Hole in the Hand
Hold a cardboard tube (one from narrow kitchen towel rolls is ideal) against your right eye and hold the palm of your left hand up so that it faces you and touches the left hand end of the tube. Then, slowly move you left hand alongside the tube towards you face and notice what happens. Has a hole appeared in the middle of your left hand?
The inside story
Like all primates, our brains are programmed to cope with stereoscopic vision — complementary signals from two eyes. The brain merges the signals it receives from each eye, always assuming each signal will be of the same thing. The Hole in the Hand activity demonstrates how the brain does this, even if our eyes are seeing different things.

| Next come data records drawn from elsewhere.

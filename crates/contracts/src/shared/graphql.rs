//! GraphQL envelopes shared by every query and mutation.

use crate::shared::list_view::PageInfo;
use serde::{Deserialize, Serialize};
use thiserror::Error;

/// Body POSTed to the API
#[derive(Debug, Clone, Serialize)]
pub struct GraphQlRequest<'a, V> {
    pub query: &'a str,
    #[serde(rename = "operationName", skip_serializing_if = "Option::is_none")]
    pub operation_name: Option<&'a str>,
    pub variables: V,
}

/// Top-level error of a GraphQL response (not a validation error)
#[derive(Debug, Clone, PartialEq, Eq, Serialize, Deserialize)]
pub struct GraphQlError {
    pub message: String,
}

#[derive(Debug, Clone, Deserialize)]
pub struct GraphQlResponse<T> {
    pub data: Option<T>,
    #[serde(default)]
    pub errors: Vec<GraphQlError>,
}

impl<T> GraphQlResponse<T> {
    pub fn into_result(self) -> Result<T, ApiError> {
        if !self.errors.is_empty() {
            return Err(ApiError::Graphql(
                self.errors
                    .into_iter()
                    .map(|e| e.message)
                    .collect::<Vec<_>>()
                    .join("; "),
            ));
        }
        self.data.ok_or(ApiError::EmptyData)
    }
}

/// Field-level validation error returned inside a mutation payload
#[derive(Debug, Clone, PartialEq, Eq, Serialize, Deserialize)]
pub struct FieldError {
    /// `None` for errors that concern the whole input
    pub field: Option<String>,
    pub message: String,
}

impl FieldError {
    pub fn new(field: impl Into<String>, message: impl Into<String>) -> Self {
        Self {
            field: Some(field.into()),
            message: message.into(),
        }
    }
}

/// Payload of a mutation that only reports errors
#[derive(Debug, Clone, Default, PartialEq, Eq, Deserialize)]
pub struct ErrorsPayload {
    #[serde(default)]
    pub errors: Vec<FieldError>,
}

/// Payload of a bulk mutation
#[derive(Debug, Clone, Default, PartialEq, Eq, Deserialize)]
pub struct BulkPayload {
    #[serde(default)]
    pub errors: Vec<FieldError>,
    #[serde(default)]
    pub count: u32,
}

/// Ids argument of bulk mutations
#[derive(Debug, Clone, PartialEq, Eq, Serialize)]
pub struct IdsVariables {
    pub ids: Vec<String>,
}

/// Id argument of single-entity queries and mutations
#[derive(Debug, Clone, PartialEq, Eq, Serialize)]
pub struct IdVariables {
    pub id: String,
}

/// First error reported for `field`
pub fn field_error<'a>(errors: &'a [FieldError], field: &str) -> Option<&'a FieldError> {
    errors.iter().find(|e| e.field.as_deref() == Some(field))
}

/// Transport and protocol failures of an API call
#[derive(Debug, Clone, PartialEq, Eq, Error)]
pub enum ApiError {
    #[error("Network error: {0}")]
    Network(String),

    #[error("Server responded with status {0}")]
    Http(u16),

    #[error("Failed to decode response: {0}")]
    Decode(String),

    #[error("API error: {0}")]
    Graphql(String),

    #[error("Response carried no data")]
    EmptyData,
}

/// `sortBy` argument of list queries
#[derive(Debug, Clone, PartialEq, Eq, Serialize)]
pub struct SortingInput {
    pub direction: &'static str,
    pub field: &'static str,
}

impl SortingInput {
    pub fn new(field: &'static str, ascending: bool) -> Self {
        Self {
            direction: if ascending { "ASC" } else { "DESC" },
            field,
        }
    }
}

/// `filter` argument of list queries that only search by text
#[derive(Debug, Clone, Default, PartialEq, Eq, Serialize)]
pub struct SearchFilterInput {
    #[serde(skip_serializing_if = "Option::is_none")]
    pub search: Option<String>,
}

impl SearchFilterInput {
    pub fn new(search: Option<&str>) -> Self {
        Self {
            search: search.filter(|s| !s.is_empty()).map(str::to_string),
        }
    }
}

/// `{ totalCount }` selection of a countable connection
#[derive(Debug, Clone, Copy, PartialEq, Eq, Default, Deserialize)]
#[serde(rename_all = "camelCase")]
pub struct CountableTotal {
    #[serde(default)]
    pub total_count: u32,
}

#[derive(Debug, Clone, PartialEq, Eq, Deserialize)]
pub struct Thumbnail {
    pub url: String,
}

#[derive(Debug, Clone, Deserialize)]
pub struct Edge<T> {
    pub node: T,
}

/// Relay connection
#[derive(Debug, Clone, Deserialize)]
#[serde(rename_all = "camelCase")]
pub struct Connection<T> {
    pub edges: Vec<Edge<T>>,
    #[serde(default)]
    pub page_info: Option<PageInfo>,
}

impl<T> Connection<T> {
    pub fn into_nodes(self) -> Vec<T> {
        self.edges.into_iter().map(|edge| edge.node).collect()
    }

    pub fn nodes(&self) -> Vec<T>
    where
        T: Clone,
    {
        self.edges.iter().map(|edge| edge.node.clone()).collect()
    }
}

#[cfg(test)]
mod tests {
    use super::*;
    use serde_json::json;

    #[derive(Debug, Deserialize, PartialEq)]
    struct Data {
        ok: bool,
    }

    #[test]
    fn test_response_with_errors_is_err() {
        let response: GraphQlResponse<Data> = serde_json::from_value(json!({
            "data": null,
            "errors": [{ "message": "boom" }, { "message": "bang" }]
        }))
        .expect("valid response");
        assert_eq!(
            response.into_result(),
            Err(ApiError::Graphql("boom; bang".into()))
        );
    }

    #[test]
    fn test_response_without_data_is_err() {
        let response: GraphQlResponse<Data> =
            serde_json::from_value(json!({ "data": null })).expect("valid response");
        assert_eq!(response.into_result(), Err(ApiError::EmptyData));
    }

    #[test]
    fn test_connection_nodes_and_page_info() {
        let connection: Connection<Data> = serde_json::from_value(json!({
            "edges": [{ "node": { "ok": true } }, { "node": { "ok": false } }],
            "pageInfo": {
                "hasNextPage": true,
                "hasPreviousPage": false,
                "startCursor": "a",
                "endCursor": "b"
            }
        }))
        .expect("valid connection");
        assert_eq!(
            connection.page_info.as_ref().map(|p| p.has_next_page),
            Some(true)
        );
        assert_eq!(
            connection.into_nodes(),
            vec![Data { ok: true }, Data { ok: false }]
        );
    }

    #[test]
    fn test_field_error_lookup() {
        let errors = vec![FieldError::new("name", "required")];
        assert_eq!(
            field_error(&errors, "name").map(|e| e.message.as_str()),
            Some("required")
        );
        assert!(field_error(&errors, "slug").is_none());
    }
}
use super::columns::ProductListColumn;
use super::urls::{ProductListFilter, ProductListParams, ProductStatusFilter};
use crate::shared::graphql::{BulkPayload, Connection, ErrorsPayload, SortingInput, Thumbnail};
use crate::shared::grid::{AttributeSource, CellContent, GridAttribute, GridRow};
use crate::shared::list_view::{QueryPagination, UrlToken};
use crate::shared::money::Money;
use serde::{Deserialize, Serialize};

pub const PUBLISHED_LABEL: &str = "Published";
pub const NOT_PUBLISHED_LABEL: &str = "Not published";

// ============================================================================
// List rows
// ============================================================================

#[derive(Debug, Clone, PartialEq, Eq, Deserialize)]
pub struct ProductTypeRef {
    pub id: String,
    pub name: String,
}

#[derive(Debug, Clone, PartialEq, Eq, Deserialize)]
pub struct AttributeRef {
    pub id: String,
}

#[derive(Debug, Clone, PartialEq, Eq, Deserialize)]
pub struct AttributeValueRef {
    pub id: String,
    pub name: String,
}

#[derive(Debug, Clone, PartialEq, Eq, Deserialize)]
pub struct SelectedAttribute {
    pub attribute: AttributeRef,
    #[serde(default)]
    pub values: Vec<AttributeValueRef>,
}

#[derive(Debug, Clone, PartialEq, Deserialize)]
#[serde(rename_all = "camelCase")]
pub struct ProductListItem {
    pub id: String,
    pub name: String,
    #[serde(default)]
    pub thumbnail: Option<Thumbnail>,
    #[serde(default)]
    pub product_type: Option<ProductTypeRef>,
    #[serde(default)]
    pub is_available: Option<bool>,
    #[serde(default)]
    pub attributes: Vec<SelectedAttribute>,
    #[serde(default)]
    pub base_price: Option<Money>,
}

impl AttributeSource for ProductListItem {
    fn attribute_values(&self, attribute_id: &str) -> Option<Vec<&str>> {
        self.attributes
            .iter()
            .find(|a| a.attribute.id == attribute_id)
            .map(|a| a.values.iter().map(|v| v.name.as_str()).collect())
    }
}

impl GridRow<ProductListColumn> for ProductListItem {
    fn id(&self) -> &str {
        &self.id
    }

    fn primary_cell(&self) -> CellContent {
        CellContent::Avatar {
            text: self.name.clone(),
            thumbnail: self.thumbnail.as_ref().map(|t| t.url.clone()),
        }
    }

    fn fixed_cell(&self, column: ProductListColumn) -> CellContent {
        let content = match column {
            ProductListColumn::ProductType => self
                .product_type
                .as_ref()
                .map(|product_type| CellContent::Text(product_type.name.clone())),
            ProductListColumn::IsPublished => self.is_available.map(|available| {
                CellContent::Status {
                    label: if available {
                        PUBLISHED_LABEL
                    } else {
                        NOT_PUBLISHED_LABEL
                    },
                    positive: available,
                }
            }),
            ProductListColumn::Price => self.base_price.clone().map(CellContent::Money),
        };
        content.unwrap_or(CellContent::Skeleton)
    }
}

// ============================================================================
// List query
// ============================================================================

#[derive(Debug, Clone, Copy, Default, PartialEq, Serialize)]
pub struct PriceRangeInput {
    #[serde(skip_serializing_if = "Option::is_none")]
    pub gte: Option<f64>,
    #[serde(skip_serializing_if = "Option::is_none")]
    pub lte: Option<f64>,
}

#[derive(Debug, Clone, Default, PartialEq, Serialize)]
#[serde(rename_all = "camelCase")]
pub struct ProductFilterInput {
    #[serde(skip_serializing_if = "Option::is_none")]
    pub search: Option<String>,
    #[serde(skip_serializing_if = "Option::is_none")]
    pub is_published: Option<bool>,
    #[serde(skip_serializing_if = "Option::is_none")]
    pub price: Option<PriceRangeInput>,
}

fn parse_price(value: Option<&str>) -> Option<f64> {
    value.and_then(|v| v.trim().replace(',', ".").parse::<f64>().ok())
}

impl ProductFilterInput {
    /// Filter values that do not parse are dropped, the rest still applies
    pub fn from_params(params: &ProductListParams) -> Self {
        let price = PriceRangeInput {
            gte: parse_price(params.filter(ProductListFilter::PriceFrom)),
            lte: parse_price(params.filter(ProductListFilter::PriceTo)),
        };
        Self {
            search: params.filter(ProductListFilter::Query).map(str::to_string),
            is_published: params
                .filter(ProductListFilter::Status)
                .and_then(ProductStatusFilter::from_code)
                .map(|status| status.is_published()),
            price: (price.gte.is_some() || price.lte.is_some()).then_some(price),
        }
    }
}

#[derive(Debug, Clone, PartialEq, Serialize)]
pub struct ProductListVariables {
    #[serde(flatten)]
    pub pagination: QueryPagination,
    pub filter: ProductFilterInput,
    pub sort: SortingInput,
}

impl ProductListVariables {
    pub fn from_params(params: &ProductListParams) -> Self {
        Self {
            pagination: QueryPagination::from(&params.pagination),
            filter: ProductFilterInput::from_params(params),
            sort: SortingInput::new(params.sort.field.graphql_field(), params.sort.ascending),
        }
    }
}

#[derive(Debug, Clone, Deserialize)]
pub struct ProductListData {
    pub products: Option<Connection<ProductListItem>>,
}

// ============================================================================
// Grid attributes
// ============================================================================

#[derive(Debug, Clone, PartialEq, Eq, Serialize)]
pub struct GridAttributesVariables {
    pub first: u32,
    /// Attribute ids of the selected columns
    pub ids: Vec<String>,
}

#[derive(Debug, Clone, Deserialize)]
#[serde(rename_all = "camelCase")]
pub struct GridAttributesData {
    /// Attributes the column picker offers
    pub available_in_grid: Option<Connection<GridAttribute>>,
    /// Names for the attribute columns already selected
    pub grid: Option<Connection<GridAttribute>>,
}

// ============================================================================
// Bulk actions
// ============================================================================

#[derive(Debug, Clone, Serialize)]
#[serde(rename_all = "camelCase")]
pub struct ProductBulkPublishVariables {
    pub ids: Vec<String>,
    pub is_published: bool,
}

#[derive(Debug, Clone, Deserialize)]
#[serde(rename_all = "camelCase")]
pub struct ProductBulkPublishData {
    pub product_bulk_publish: BulkPayload,
}

#[derive(Debug, Clone, Deserialize)]
#[serde(rename_all = "camelCase")]
pub struct ProductBulkDeleteData {
    pub product_bulk_delete: BulkPayload,
}

// ============================================================================
// Details
// ============================================================================

#[derive(Debug, Clone, PartialEq, Eq, Deserialize)]
pub struct CategoryRef {
    pub id: String,
    pub name: String,
}

#[derive(Debug, Clone, PartialEq, Deserialize)]
#[serde(rename_all = "camelCase")]
pub struct ProductDetails {
    pub id: String,
    pub name: String,
    #[serde(default)]
    pub product_type: Option<ProductTypeRef>,
    #[serde(default)]
    pub category: Option<CategoryRef>,
    #[serde(default)]
    pub is_published: bool,
    #[serde(default)]
    pub base_price: Option<Money>,
    #[serde(default)]
    pub thumbnail: Option<Thumbnail>,
}

#[derive(Debug, Clone, Deserialize)]
pub struct ProductDetailsData {
    pub product: Option<ProductDetails>,
}

#[derive(Debug, Clone, Deserialize)]
#[serde(rename_all = "camelCase")]
pub struct ProductDeleteData {
    pub product_delete: ErrorsPayload,
}

#[cfg(test)]
mod tests {
    use super::*;
    use crate::shared::list_view::decode_list;
    use serde_json::json;

    fn product() -> ProductListItem {
        serde_json::from_value(json!({
            "id": "UHJvZHVjdDox",
            "name": "Bean Juice",
            "thumbnail": { "url": "https://cdn.example.com/juice.png" },
            "productType": { "id": "VHlwZTox", "name": "Juice" },
            "isAvailable": false,
            "attributes": [
                {
                    "attribute": { "id": "QXR0cjox" },
                    "values": [{ "id": "1", "name": "Apple" }, { "id": "2", "name": "Pear" }]
                }
            ],
            "basePrice": { "amount": 9.5, "currency": "USD" }
        }))
        .expect("valid product")
    }

    #[test]
    fn test_fixed_cells() {
        let product = product();
        assert_eq!(
            product.fixed_cell(ProductListColumn::ProductType),
            CellContent::Text("Juice".into())
        );
        assert_eq!(
            product.fixed_cell(ProductListColumn::IsPublished),
            CellContent::Status {
                label: NOT_PUBLISHED_LABEL,
                positive: false
            }
        );
        assert_eq!(
            product.fixed_cell(ProductListColumn::Price),
            CellContent::Money(Money::new(9.5, "USD"))
        );
    }

    #[test]
    fn test_missing_fields_render_skeleton() {
        let product: ProductListItem =
            serde_json::from_value(json!({ "id": "1", "name": "Bare" })).expect("valid product");
        assert_eq!(product.fixed_cell(ProductListColumn::Price), CellContent::Skeleton);
        assert_eq!(
            product.fixed_cell(ProductListColumn::IsPublished),
            CellContent::Skeleton
        );
    }

    #[test]
    fn test_attribute_values() {
        let product = product();
        assert_eq!(product.attribute_values("QXR0cjox"), Some(vec!["Apple", "Pear"]));
        assert_eq!(product.attribute_values("QXR0cjoy"), None);
    }

    #[test]
    fn test_filter_input_from_params() {
        let params: ProductListParams =
            decode_list("query=juice&status=hidden&priceFrom=5&priceTo=abc");
        let filter = ProductFilterInput::from_params(&params);
        assert_eq!(filter.search.as_deref(), Some("juice"));
        assert_eq!(filter.is_published, Some(false));
        assert_eq!(
            filter.price,
            Some(PriceRangeInput {
                gte: Some(5.0),
                lte: None
            })
        );
    }

    #[test]
    fn test_list_variables_serialize() {
        let params: ProductListParams = decode_list("sort=price&asc=false&rows=50");
        let variables = ProductListVariables::from_params(&params);
        assert_eq!(
            serde_json::to_value(&variables).expect("serializable"),
            json!({
                "first": 50,
                "filter": {},
                "sort": { "direction": "DESC", "field": "PRICE" }
            })
        );
    }
}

By contrast, if we are only receiving information from one eye, our brains find it very difficult to judge distance and depth accurately, which in turn makes catching a ball a very tricky matter, indeed!
Hey, Catch!
This is an hilarious outdoors illusion. Get a friend and each make an eye patch with card and hat elastic. Head out to a nice open space (like an oval!), put on the eyepatch, and try to practise catching and throwing.
The inside story
An interesting fact here is that depth perception seems to be something we learn from experience. Anthropologists have documented cases where people who have lived all their lives in a jungle cannot identify animals seen far away. These people have never had to judge long distances by object size so they misinterpret this information. In one case people thought distant buffalo were actually ants.